What I loved most about Vietnam

To finish this last post I've included some details I loved about Vietnam and also added some travel tips below for those who'd love to visit the country one day.

One thing I loved most about Vietnam, besides its amazing nature and culture, were the people. The Vietnamese are very friendly and humble. With tourists they are more reserved, almost timid, rather than annoying or aggressive like in other countries I've travelled to. The locals were always very helpful and even though most of them didn't speak English we always found a way to communicate with them.

Another thing I utterly enjoyed seeing was that men and women seem to be equal in this country. I saw both women working on the street and fields as well as men carrying babies and watching their kids or cooking.

I also really loved exploring the local markets, their sounds, the lights, the smells, snacking on street food (each place had its own typical delicacy) and shopping artisan souvenirs.

Another thing I enjoyed when travelling through Vietnam was the sense of safety. I didn't see any police in none of the places we had visited and it made me feel like the police was simply unnecessary. Our own experiences just confirmed this feeling. We didn't have any issues with robbing, harassment or scam during our trip.

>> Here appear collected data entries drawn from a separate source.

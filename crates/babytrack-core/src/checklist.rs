use std::collections::HashMap;
use std::sync::LazyLock;

use chrono::{DateTime, NaiveDate, Utc};
use serde::{Deserialize, Serialize};

use crate::error::CoreError;
use crate::model::{ChecklistRecord, Id};
use crate::schema::ValidationError;

const BASE_ITEMS_JSON: &str = include_str!("../data/checklist.json");

/// Length of a full-term pregnancy in weeks.
pub const TERM_WEEKS: u32 = 40;

/// Latest week a custom item may be scheduled for.
pub const MAX_ITEM_WEEK: u32 = 42;

/// A bundled checklist item.
#[derive(Debug, Clone, PartialEq, Serialize, Deserialize)]
#[serde(rename_all = "camelCase")]
pub struct ChecklistItem {
    pub id: Id,
    pub week: u32,
    pub title: String,
    pub description: String,
    pub category: String,
}

/// A checklist item as shown to a user: bundled or custom, with its
/// completion state.
#[derive(Debug, Clone, PartialEq, Serialize, Deserialize)]
#[serde(rename_all = "camelCase")]
pub struct ChecklistView {
    pub id: Id,
    pub week: u32,
    pub title: String,
    #[serde(default, skip_serializing_if = "Option::is_none")]
    pub description: Option<String>,
    #[serde(default, skip_serializing_if = "Option::is_none")]
    pub category: Option<String>,
    pub custom: bool,
    pub completed: bool,
    #[serde(default, skip_serializing_if = "Option::is_none")]
    pub profile_id: Option<Id>,
    #[serde(default, skip_serializing_if = "Option::is_none")]
    pub updated_at: Option<DateTime<Utc>>,
}

static BASE_ITEMS: LazyLock<Result<Vec<ChecklistItem>, String>> =
    LazyLock::new(|| serde_json::from_str(BASE_ITEMS_JSON).map_err(|e| e.to_string()));

/// The bundled checklist, in file order. Parsed on first use.
pub fn base_items() -> Result<&'static [ChecklistItem], CoreError> {
    match &*BASE_ITEMS {
        Ok(items) => Ok(items),
        Err(e) => Err(CoreError::ChecklistData(e.clone())),
    }
}

/// Merge bundled items with a user's status records.
///
/// Custom items are included only when they belong to `profile`. Status
/// records for ids that are not bundled items are ignored. The result is
/// sorted by week, then id.
pub fn merge(
    base: &[ChecklistItem],
    records: &[ChecklistRecord],
    profile: Option<&Id>,
) -> Vec<ChecklistView> {
    let status: HashMap<&Id, &ChecklistRecord> = records
        .iter()
        .filter(|r| !r.is_custom())
        .map(|r| (&r.item_id, r))
        .collect();

    let bundled = base.iter().map(|item| {
        let record = status.get(&item.id);
        ChecklistView {
            id: item.id.clone(),
            week: item.week,
            title: item.title.clone(),
            description: Some(item.description.clone()),
            category: Some(item.category.clone()),
            custom: false,
            completed: record.is_some_and(|r| r.completed),
            profile_id: None,
            updated_at: record.map(|r| r.updated_at),
        }
    });

    let custom = records
        .iter()
        .filter(|r| r.is_custom() && profile.is_some() && r.profile_id.as_ref() == profile)
        .map(custom_view);

    let mut items: Vec<ChecklistView> = bundled.chain(custom).collect();
    items.sort_by(|a, b| a.week.cmp(&b.week).then_with(|| a.id.cmp(&b.id)));
    items
}

/// View of a custom item record.
pub fn custom_view(record: &ChecklistRecord) -> ChecklistView {
    ChecklistView {
        id: record.item_id.clone(),
        week: record.week.unwrap_or(1),
        title: record.title.clone().unwrap_or_default(),
        description: record.description.clone(),
        category: None,
        custom: true,
        completed: record.completed,
        profile_id: record.profile_id.clone(),
        updated_at: Some(record.updated_at),
    }
}

/// Gestational week for a pregnancy due on `due`, as of `today`.
///
/// Returns `None` once the due date has passed.
pub fn gestational_week(due: NaiveDate, today: NaiveDate) -> Option<u32> {
    let days_until_due = (due - today).num_days();
    if days_until_due < 0 {
        return None;
    }
    let weeks_remaining = (days_until_due as u64).div_ceil(7);
    let week = (TERM_WEEKS as u64).saturating_sub(weeks_remaining);
    Some(week.clamp(1, TERM_WEEKS as u64) as u32)
}

pub fn validate_week(week: u32) -> Result<u32, ValidationError> {
    if !(1..=MAX_ITEM_WEEK).contains(&week) {
        return Err(ValidationError::OutOfRange {
            field: "week".to_string(),
            min: 1,
            max: MAX_ITEM_WEEK as i64,
        });
    }
    Ok(week)
}
//! Storage abstraction for the tracker tables.
//!
//! Handlers work against [`TrackerStore`] so the same routes run on
//! DynamoDB in production and on [`crate::MemoryStore`] in tests and local
//! development.

use async_trait::async_trait;

use crate::error::CoreError;
use crate::model::{
    BabyProfile, ChecklistRecord, Id, TrackerEntry, TrackerType, UserRecord, WriteMode,
};

#[async_trait]
pub trait TrackerStore: Send + Sync {
    /// Insert or refresh a user record, keeping the original `createdAt`.
    async fn upsert_user(&self, user: &UserRecord) -> Result<(), CoreError>;

    /// All profiles owned by `user_id`, in storage order.
    async fn list_profiles(&self, user_id: &str) -> Result<Vec<BabyProfile>, CoreError>;

    async fn get_profile(
        &self,
        user_id: &str,
        baby_id: &Id,
    ) -> Result<Option<BabyProfile>, CoreError>;

    async fn put_profile(&self, profile: &BabyProfile, mode: WriteMode) -> Result<(), CoreError>;

    /// Delete a profile record. Returns `NotFound` if it does not exist.
    async fn delete_profile(&self, user_id: &str, baby_id: &Id) -> Result<(), CoreError>;

    /// Entries of a profile ordered by entry id, optionally restricted to one
    /// tracker.
    async fn list_entries(
        &self,
        baby_id: &Id,
        tracker: Option<TrackerType>,
    ) -> Result<Vec<TrackerEntry>, CoreError>;

    async fn get_entry(
        &self,
        baby_id: &Id,
        entry_id: &Id,
    ) -> Result<Option<TrackerEntry>, CoreError>;

    async fn put_entry(&self, entry: &TrackerEntry, mode: WriteMode) -> Result<(), CoreError>;

    /// Delete an entry. Returns `NotFound` if it does not exist.
    async fn delete_entry(&self, baby_id: &Id, entry_id: &Id) -> Result<(), CoreError>;

    /// All checklist records (statuses and custom items) of a user.
    async fn list_checklist(&self, user_id: &str) -> Result<Vec<ChecklistRecord>, CoreError>;

    async fn get_checklist_record(
        &self,
        user_id: &str,
        item_id: &Id,
    ) -> Result<Option<ChecklistRecord>, CoreError>;

    /// Insert or overwrite a checklist record.
    async fn put_checklist_record(&self, record: &ChecklistRecord) -> Result<(), CoreError>;

    /// Delete a checklist record. Returns `NotFound` if it does not exist.
    async fn delete_checklist_record(&self, user_id: &str, item_id: &Id)
    -> Result<(), CoreError>;
}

Last but not least, I adored the spirituality of the Vietnamese. When visiting the country for the first time one thing will immediately draw your attention. People take off their shoes when entering a home, which I think is a beautiful gesture of respect. I asked a local why people don't wear shoes at their and other homes and was told it has a spiritual rather than a religious meaning. If you travel to Asia for the first time, like me, you will also notice all the little temples and Buddha statues that people decorate their homes with. A very special experience for me was also the visit of the Bai Dinh temple complex. I was truly astonished by the huge temples, pagodas, Buddha statues and the devoted people bringing offerings and praying in peace.

Transportation in Vietnam

We used so many different kinds of transport in Vietnam and were happy with all of them. From scooter and bus to bicycle, boat, ferry, plane, train, taxi and private car, we really tried it all. Vietnam is a very well organized country and we never had any problems when getting from A to B. Most often our hotel's or homestay's receptionist booked our bus, train or ferry tickets as locals get them cheaper.

The scooter is the most common transportation in most Vietnamese cities. We rented an own scooter several times and always felt very safe driving around. Local people are honking all the time but don't worry, they're just announcing their presence. The traffic is incredibly well coordinated, everyone is cautious and friendly. We haven't seen anyone angry or shouting at other people for crossing their way. The scooter and car drivers simply make their way through the crowd bit by bit and somehow it works, the traffic flows.

I have listed some helpful transportation websites for you below:

What else to see in Vietnam

Here are some more great things to see in Vietnam that we had on our list but left out because of lack of time:
  • Red sand dunes in Mui Ne
  • The Hai Van pass and abandoned waterpark in Hue
  • Ban Cioc Waterfalls
  • Sapa
  • The Golden Bridge near Da Nang: After finding out the bridge was part of an amusement park and also located way farther out of town than we thought we decided not to visit it because we didn’t have any spare time. It must be a great photo spot but during our last travels I’ve learned that I’m not going to see places only because they look cool on Instagram.

I hope you find this post interesting and helpful. I warmly recommend visiting Vietnam and spending at least three weeks there to experience different parts of the country as the climate, landscapes and culture change so much from area to area. All parts of Vietnam we have visited were incredibly beautiful, exciting and unique. Travelling to Vietnam was such an enriching experience, it has broadened my horizons in many senses and taught me that there are millions of different humans, lifestyles and cultures on this amazing planet. And I can't wait to get to know more!